Start of Block

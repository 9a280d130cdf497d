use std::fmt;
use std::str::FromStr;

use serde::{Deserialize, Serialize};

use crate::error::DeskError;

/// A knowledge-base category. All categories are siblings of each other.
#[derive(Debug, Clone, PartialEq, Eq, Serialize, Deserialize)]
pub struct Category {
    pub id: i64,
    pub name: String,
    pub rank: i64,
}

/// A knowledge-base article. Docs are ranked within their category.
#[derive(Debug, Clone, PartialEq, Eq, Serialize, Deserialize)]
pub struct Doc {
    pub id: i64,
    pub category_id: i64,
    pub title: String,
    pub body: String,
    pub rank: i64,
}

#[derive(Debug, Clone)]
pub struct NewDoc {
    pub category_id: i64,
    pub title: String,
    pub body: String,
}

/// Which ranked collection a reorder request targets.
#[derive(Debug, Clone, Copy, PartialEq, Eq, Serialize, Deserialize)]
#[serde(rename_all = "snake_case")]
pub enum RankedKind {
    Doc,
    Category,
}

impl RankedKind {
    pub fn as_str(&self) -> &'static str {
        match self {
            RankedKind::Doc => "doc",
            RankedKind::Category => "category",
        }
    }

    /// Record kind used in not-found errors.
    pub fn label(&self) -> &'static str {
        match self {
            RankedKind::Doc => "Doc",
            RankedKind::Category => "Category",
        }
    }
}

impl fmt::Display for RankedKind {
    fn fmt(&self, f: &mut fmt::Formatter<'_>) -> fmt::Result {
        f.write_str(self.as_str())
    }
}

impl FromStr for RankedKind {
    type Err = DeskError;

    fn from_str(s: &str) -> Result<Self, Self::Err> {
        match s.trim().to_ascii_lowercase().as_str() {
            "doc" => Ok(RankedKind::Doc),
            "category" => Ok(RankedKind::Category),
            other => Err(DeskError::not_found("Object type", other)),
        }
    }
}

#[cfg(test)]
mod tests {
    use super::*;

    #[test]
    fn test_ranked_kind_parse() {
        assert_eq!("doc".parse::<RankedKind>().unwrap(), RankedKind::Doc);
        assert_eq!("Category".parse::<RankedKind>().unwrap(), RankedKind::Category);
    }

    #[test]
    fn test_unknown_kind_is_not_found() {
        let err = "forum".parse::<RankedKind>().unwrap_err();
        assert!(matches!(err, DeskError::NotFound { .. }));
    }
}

End of Block
Start of Block

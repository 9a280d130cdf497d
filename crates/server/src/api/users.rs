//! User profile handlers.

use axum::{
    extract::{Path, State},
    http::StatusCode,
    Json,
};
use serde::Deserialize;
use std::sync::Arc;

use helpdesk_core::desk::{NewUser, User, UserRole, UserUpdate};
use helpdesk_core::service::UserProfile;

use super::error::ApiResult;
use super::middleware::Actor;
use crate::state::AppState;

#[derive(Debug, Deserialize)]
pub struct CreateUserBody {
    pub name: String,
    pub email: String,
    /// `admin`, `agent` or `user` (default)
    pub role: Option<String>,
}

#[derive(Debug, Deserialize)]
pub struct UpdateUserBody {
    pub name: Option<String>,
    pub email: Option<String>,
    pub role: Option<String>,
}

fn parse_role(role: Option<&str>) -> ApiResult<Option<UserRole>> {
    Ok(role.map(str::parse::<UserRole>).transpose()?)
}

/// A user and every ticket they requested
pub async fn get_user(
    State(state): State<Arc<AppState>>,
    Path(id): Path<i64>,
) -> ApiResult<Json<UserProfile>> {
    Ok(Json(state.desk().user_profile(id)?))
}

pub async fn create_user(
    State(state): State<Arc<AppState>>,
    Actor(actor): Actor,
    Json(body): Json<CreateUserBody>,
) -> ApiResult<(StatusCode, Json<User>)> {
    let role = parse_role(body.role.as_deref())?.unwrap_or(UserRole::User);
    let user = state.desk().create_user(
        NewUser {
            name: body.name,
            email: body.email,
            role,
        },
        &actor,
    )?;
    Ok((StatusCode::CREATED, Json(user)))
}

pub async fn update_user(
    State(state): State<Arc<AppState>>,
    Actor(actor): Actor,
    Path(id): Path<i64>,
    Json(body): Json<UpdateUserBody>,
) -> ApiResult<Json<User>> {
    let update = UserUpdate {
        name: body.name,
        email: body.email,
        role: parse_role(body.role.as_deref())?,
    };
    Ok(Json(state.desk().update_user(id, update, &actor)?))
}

End of Block
Start of Block

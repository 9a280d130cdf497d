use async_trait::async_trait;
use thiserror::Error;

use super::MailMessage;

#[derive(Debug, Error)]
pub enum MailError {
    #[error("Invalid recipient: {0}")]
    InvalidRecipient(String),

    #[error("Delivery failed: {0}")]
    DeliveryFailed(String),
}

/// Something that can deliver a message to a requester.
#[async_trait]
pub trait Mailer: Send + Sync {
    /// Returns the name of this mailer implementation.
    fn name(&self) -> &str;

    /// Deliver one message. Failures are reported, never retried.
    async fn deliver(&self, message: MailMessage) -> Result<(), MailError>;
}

End of Block

● What to produce
Above are the records. Print exactly, and only, the lines from the line with "reorder request targets." to the line with "pub fn as_str(&self)", both inclusive.

● Finished exercise
/// Which ranked collection a reorder request targets.
#[derive(Debug, Clone, Copy, PartialEq, Eq, Serialize, Deserialize)]
#[serde(rename_all = "snake_case")]
pub enum RankedKind {
    Doc,
    Category,
}

impl RankedKind {
    pub fn as_str(&self) -> &'static str {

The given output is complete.